Clothes - It used to be that Buckwheat was this huge 2-year old and Skipper was a small 4 month old baby, and there was a cavernous difference between their sizes. I was saving the older boy's clothes in bags marked by size for the younger one.  Now I kinda like how I can sometimes just throw Buckwheat's outgrown clothes right across the room into Skipper's drawer. As they've gotten older they have become shockingly close in size.

Activities - I don't have to entertain them in two different ways. They're into the same stuff.  Obsessed with the same show ("Blaze"). Able to understand and enjoy the same book that I'm reading them. The alphabet is being learned in our house two at a time. They mow the lawn together with their toy lawn mowers and ride bikes with training wheels up and down the driveway. It's so much fun to see my boys really enjoy each other as peers.

Socialization - I love that my boys have a built-in best friend. Nobody is ever suffers from loneliness around here.

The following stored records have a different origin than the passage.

//! Poll configuration and layered defaults.
//!
//! Effective poll options are resolved in three layers, highest first:
//!
//! 1. instance overrides (`Interactor::timeout`, `Convergence::interval`, ...)
//! 2. type defaults (`TypeOptions` carried by a `TypeDescriptor`)
//! 3. global defaults (`PollConfig::default()`, or `Defaults` loaded from YAML
//!    or the environment)

use crate::result::{InteractorError, InteractorResult};
use serde::{Deserialize, Serialize};
use std::path::Path;
use std::time::Duration;

/// Default poll timeout (2 seconds)
pub const DEFAULT_TIMEOUT_MS: u64 = 2000;

/// Default polling interval (10ms)
pub const DEFAULT_INTERVAL_MS: u64 = 10;

/// Default stability window (none)
pub const DEFAULT_REMAINS_MS: u64 = 0;

/// Environment variable overriding the global timeout
pub const ENV_TIMEOUT_MS: &str = "INTERACTOR_TIMEOUT_MS";

/// Environment variable overriding the global interval
pub const ENV_INTERVAL_MS: &str = "INTERACTOR_INTERVAL_MS";

/// Environment variable overriding the global stability window
pub const ENV_REMAINS_MS: &str = "INTERACTOR_REMAINS_MS";

/// Configuration for a single poll
#[derive(Debug, Clone, Copy, PartialEq, Eq, Serialize, Deserialize)]
pub struct PollConfig {
    /// Total timeout; `None` polls forever
    pub timeout: Option<Duration>,
    /// Spacing between predicate invocations
    pub interval: Duration,
    /// Continuous window the predicate must keep passing before resolving
    pub remains: Duration,
    /// Reject on the first failure instead of retrying
    #[serde(default)]
    pub fail_fast: bool,
}

impl Default for PollConfig {
    fn default() -> Self {
        Self {
            timeout: Some(Duration::from_millis(DEFAULT_TIMEOUT_MS)),
            interval: Duration::from_millis(DEFAULT_INTERVAL_MS),
            remains: Duration::from_millis(DEFAULT_REMAINS_MS),
            fail_fast: false,
        }
    }
}

impl PollConfig {
    /// Create a config with the given timeout and default interval
    #[must_use]
    pub fn new(timeout: Duration) -> Self {
        Self::default().with_timeout(timeout)
    }

    /// Set the timeout. A zero duration disables the bound.
    #[must_use]
    pub const fn with_timeout(mut self, timeout: Duration) -> Self {
        self.timeout = if timeout.is_zero() {
            None
        } else {
            Some(timeout)
        };
        self
    }

    /// Poll without a timeout
    #[must_use]
    pub const fn unbounded(mut self) -> Self {
        self.timeout = None;
        self
    }

    /// Set the poll interval
    #[must_use]
    pub const fn with_interval(mut self, interval: Duration) -> Self {
        self.interval = interval;
        self
    }

    /// Set the stability window
    #[must_use]
    pub const fn with_remains(mut self, remains: Duration) -> Self {
        self.remains = remains;
        self
    }

    /// Reject on the first failed invocation. Combined with a stability
    /// window this means the predicate must hold for the whole window.
    #[must_use]
    pub const fn with_fail_fast(mut self, fail_fast: bool) -> Self {
        self.fail_fast = fail_fast;
        self
    }

    /// Short timeout, tight polling
    #[must_use]
    pub const fn fast() -> Self {
        Self {
            timeout: Some(Duration::from_millis(200)),
            interval: Duration::from_millis(2),
            remains: Duration::ZERO,
            fail_fast: false,
        }
    }

    /// Long timeout, relaxed polling
    #[must_use]
    pub const fn slow() -> Self {
        Self {
            timeout: Some(Duration::from_secs(30)),
            interval: Duration::from_millis(100),
            remains: Duration::ZERO,
            fail_fast: false,
        }
    }

    /// Apply overrides on top of this config
    #[must_use]
    pub fn merged(self, overrides: &PollOverrides) -> Self {
        Self {
            timeout: overrides.timeout.unwrap_or(self.timeout),
            interval: overrides.interval.unwrap_or(self.interval),
            remains: overrides.remains.unwrap_or(self.remains),
            fail_fast: self.fail_fast,
        }
    }
}

/// Partial poll options; unset fields fall through to the next layer
#[derive(Debug, Clone, Copy, Default, PartialEq, Eq, Serialize, Deserialize)]
pub struct PollOverrides {
    /// Timeout override (`Some(None)` disables the bound)
    pub timeout: Option<Option<Duration>>,
    /// Interval override
    pub interval: Option<Duration>,
    /// Stability window override
    pub remains: Option<Duration>,
}

impl PollOverrides {
    /// No overrides
    #[must_use]
    pub const fn none() -> Self {
        Self {
            timeout: None,
            interval: None,
            remains: None,
        }
    }

    /// Override the timeout. A zero duration disables the bound.
    #[must_use]
    pub const fn with_timeout(mut self, timeout: Duration) -> Self {
        self.timeout = Some(if timeout.is_zero() {
            None
        } else {
            Some(timeout)
        });
        self
    }

    /// Override the interval
    #[must_use]
    pub const fn with_interval(mut self, interval: Duration) -> Self {
        self.interval = Some(interval);
        self
    }

    /// Override the stability window
    #[must_use]
    pub const fn with_remains(mut self, remains: Duration) -> Self {
        self.remains = Some(remains);
        self
    }

    /// Layer `self` over `lower`: fields set here win
    #[must_use]
    pub fn over(self, lower: &Self) -> Self {
        Self {
            timeout: self.timeout.or(lower.timeout),
            interval: self.interval.or(lower.interval),
            remains: self.remains.or(lower.remains),
        }
    }

    /// Whether no field is set
    #[must_use]
    pub const fn is_empty(&self) -> bool {
        self.timeout.is_none() && self.interval.is_none() && self.remains.is_none()
    }
}

/// Global defaults as stored on disk or in the environment.
///
/// ```yaml
/// timeout_ms: 4000   # 0 disables the timeout
/// interval_ms: 20
/// remains_ms: 0
/// ```
#[derive(Debug, Clone, Copy, PartialEq, Eq, Serialize, Deserialize)]
#[serde(default)]
pub struct Defaults {
    /// Timeout in milliseconds (0 = unbounded)
    pub timeout_ms: u64,
    /// Interval in milliseconds
    pub interval_ms: u64,
    /// Stability window in milliseconds
    pub remains_ms: u64,
}

impl Default for Defaults {
    fn default() -> Self {
        Self {
            timeout_ms: DEFAULT_TIMEOUT_MS,
            interval_ms: DEFAULT_INTERVAL_MS,
            remains_ms: DEFAULT_REMAINS_MS,
        }
    }
}

impl Defaults {
    /// Parse defaults from a YAML document
    pub fn from_yaml_str(yaml: &str) -> InteractorResult<Self> {
        let defaults: Self = serde_yaml_ng::from_str(yaml)?;
        defaults.validate()?;
        Ok(defaults)
    }

    /// Load defaults from a YAML file
    pub fn load(path: impl AsRef<Path>) -> InteractorResult<Self> {
        let yaml = std::fs::read_to_string(path)?;
        Self::from_yaml_str(&yaml)
    }

    /// Read defaults from `INTERACTOR_*_MS` environment variables, keeping
    /// built-in values for unset variables
    pub fn from_env() -> InteractorResult<Self> {
        Self::from_lookup(|key| std::env::var(key).ok())
    }

    /// Same as [`Defaults::from_env`] with an injectable lookup
    pub fn from_lookup(lookup: impl Fn(&str) -> Option<String>) -> InteractorResult<Self> {
        let read = |key: &str, fallback: u64| -> InteractorResult<u64> {
            match lookup(key) {
                Some(raw) => raw.trim().parse().map_err(|_| InteractorError::Config {
                    message: format!("{key} must be a whole number of milliseconds, got {raw:?}"),
                }),
                None => Ok(fallback),
            }
        };
        let base = Self::default();
        let defaults = Self {
            timeout_ms: read(ENV_TIMEOUT_MS, base.timeout_ms)?,
            interval_ms: read(ENV_INTERVAL_MS, base.interval_ms)?,
            remains_ms: read(ENV_REMAINS_MS, base.remains_ms)?,
        };
        defaults.validate()?;
        Ok(defaults)
    }

    fn validate(&self) -> InteractorResult<()> {
        if self.interval_ms == 0 {
            return Err(InteractorError::Config {
                message: "interval_ms must be greater than zero".into(),
            });
        }
        Ok(())
    }

    /// Convert to a poll config
    #[must_use]
    pub fn to_poll_config(&self) -> PollConfig {
        PollConfig::default()
            .with_timeout(Duration::from_millis(self.timeout_ms))
            .with_interval(Duration::from_millis(self.interval_ms))
            .with_remains(Duration::from_millis(self.remains_ms))
    }
}

#[cfg(test)]
#[allow(clippy::unwrap_used)]
mod tests {
    use super::*;
    use std::collections::HashMap;

    mod poll_config {
        use super::*;

        #[test]
        fn test_default() {
            let config = PollConfig::default();
            assert_eq!(config.timeout, Some(Duration::from_millis(2000)));
            assert_eq!(config.interval, Duration::from_millis(10));
            assert_eq!(config.remains, Duration::ZERO);
        }

        #[test]
        fn test_zero_timeout_is_unbounded() {
            let config = PollConfig::default().with_timeout(Duration::ZERO);
            assert_eq!(config.timeout, None);
        }

        #[test]
        fn test_presets() {
            assert_eq!(PollConfig::fast().timeout, Some(Duration::from_millis(200)));
            assert_eq!(PollConfig::slow().interval, Duration::from_millis(100));
        }

        #[test]
        fn test_merged_prefers_overrides() {
            let overrides = PollOverrides::none()
                .with_timeout(Duration::from_millis(50))
                .with_remains(Duration::from_millis(5));
            let config = PollConfig::default().merged(&overrides);
            assert_eq!(config.timeout, Some(Duration::from_millis(50)));
            assert_eq!(config.interval, Duration::from_millis(10));
            assert_eq!(config.remains, Duration::from_millis(5));
        }

        #[test]
        fn test_fail_fast_survives_merge() {
            let config = PollConfig::default().with_fail_fast(true);
            assert!(config.merged(&PollOverrides::none()).fail_fast);
            assert!(!PollConfig::default().fail_fast);
        }
    }

    mod overrides {
        use super::*;

        #[test]
        fn test_instance_beats_type() {
            let instance = PollOverrides::none().with_timeout(Duration::from_millis(50));
            let type_level = PollOverrides::none()
                .with_timeout(Duration::from_millis(500))
                .with_interval(Duration::from_millis(1));
            let layered = instance.over(&type_level);
            assert_eq!(layered.timeout, Some(Some(Duration::from_millis(50))));
            assert_eq!(layered.interval, Some(Duration::from_millis(1)));
            assert_eq!(layered.remains, None);
        }

        #[test]
        fn test_zero_override_disables_timeout() {
            let overrides = PollOverrides::none().with_timeout(Duration::ZERO);
            let config = PollConfig::default().merged(&overrides);
            assert_eq!(config.timeout, None);
        }

        #[test]
        fn test_is_empty() {
            assert!(PollOverrides::none().is_empty());
            assert!(!PollOverrides::none().with_interval(Duration::from_millis(1)).is_empty());
        }
    }

    mod defaults {
        use super::*;

        #[test]
        fn test_from_yaml() {
            let defaults = Defaults::from_yaml_str("timeout_ms: 4000\ninterval_ms: 20\n").unwrap();
            assert_eq!(defaults.timeout_ms, 4000);
            assert_eq!(defaults.interval_ms, 20);
            assert_eq!(defaults.remains_ms, 0);
        }

        #[test]
        fn test_from_yaml_zero_interval_rejected() {
            let err = Defaults::from_yaml_str("interval_ms: 0").unwrap_err();
            assert!(matches!(err, InteractorError::Config { .. }));
        }

        #[test]
        fn test_from_lookup() {
            let env: HashMap<&str, &str> =
                [(ENV_TIMEOUT_MS, "0"), (ENV_REMAINS_MS, "30")].into_iter().collect();
            let defaults =
                Defaults::from_lookup(|key| env.get(key).map(|v| (*v).to_string())).unwrap();
            let config = defaults.to_poll_config();
            assert_eq!(config.timeout, None);
            assert_eq!(config.interval, Duration::from_millis(10));
            assert_eq!(config.remains, Duration::from_millis(30));
        }

        #[test]
        fn test_from_lookup_rejects_garbage() {
            let err = Defaults::from_lookup(|key| {
                (key == ENV_INTERVAL_MS).then(|| "soon".to_string())
            })
            .unwrap_err();
            assert!(err.message().contains(ENV_INTERVAL_MS));
        }

        #[test]
        fn test_load_missing_file() {
            let err = Defaults::load("/definitely/not/here.yaml").unwrap_err();
            assert!(matches!(err, InteractorError::Config { .. }));
        }
    }
}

They are constantly learning to share and be in relationship.



Food - They eat mostly the same stuff. I don't have to serve up baby purees while giving a toddler mac-an 'cheese. I did at one point, but only for a few months. And if we go out somewhere I can just pack the same snacks to give them.


Potty-training - My 2 and 4 year olds are basically learning the toilet stuff together. and Skipper is doing it way earlier because he wants to be like his big brother. It's double the mess but hey at least I wont be wiping butts for years and years on end.  I'm all for double-time.

Some of the Pro's to having kids close together are also cons....

Not so easy to go out - It's much harder when the hubs and I want a date-night to find someone who is willing to watch 3 small children than it was to find someone when we had just one kid. And back then there was the other option of just being like "hey, can we drop him off while we go out?"
Those days are over. You just can do that with 3. Because that would be like unloading the circus at said friends' doorstep. Now when your kids are watched, it will have to be at your house. And your list of available sitters will have dwindled down to those people who "have it in them" to deal with that kind of kid-volume.
You wanna go to target with 3 kids under 4 by yourself? hahahahaha - No. You will end up regretting it. Only make a target trip as the sole adult if some urgent medication is needed. Its a really stressful event that requires lots of planning. Bring an I-pad for the oldest. Snacks galore. An extra change of clothes for each - stuff always happens.

 Have a plan for when both toddlers run away from you in a different direction. And do wear the baby.

When I was childless, I used to see kids in stores misbehaving and think. "ha! Not mine. It's all about the training and discipline. My future toddlers will be well-behaved because I will have raised and trained them to be." Now I know it just doesn't work like that. Mine are the ones running wildly down the chip isle. It's just the personalities they were given and no amount of "good-raising" can control two years old. 

Noise - It is so loud here. Often I have a screaming baby while two little boys are trying to talk to me simultaneously. It's loud in the car. It's loud in the kitchen. It's loud during meals and baths. It's just loud.


Clothes - I just don't have the time to dress them super cute like I used to. When it was just Buckwheat, I used to have him lookin pretty fly in his cute little outfits. Now rarely does the bottom match the top for both boys and the baby.  

Mountainous Laundry - With the constant changes of clothes from potty-training, infant blow-outs, and just getting dirty... omg is it a lot. sometimes I feel I am drowning in clothing piles.

Trouble - They do this together. And it can be pretty ugly. It wasn't as bad with just one getting into mischief. You may think to yourself, "how can they break a weight-set?" or, " surely they cant dismantle the chandelier". Or, "That thing is on top of the fridge so it's safe. I know that as fact." (I could go on).  But you need to know that when they team up, they will find a way.


In the end. It's what works for your family as far as budget and personality. What do you really want? You might not actually know what you want until you start having children. I personally want more the more I have. Funny how that works.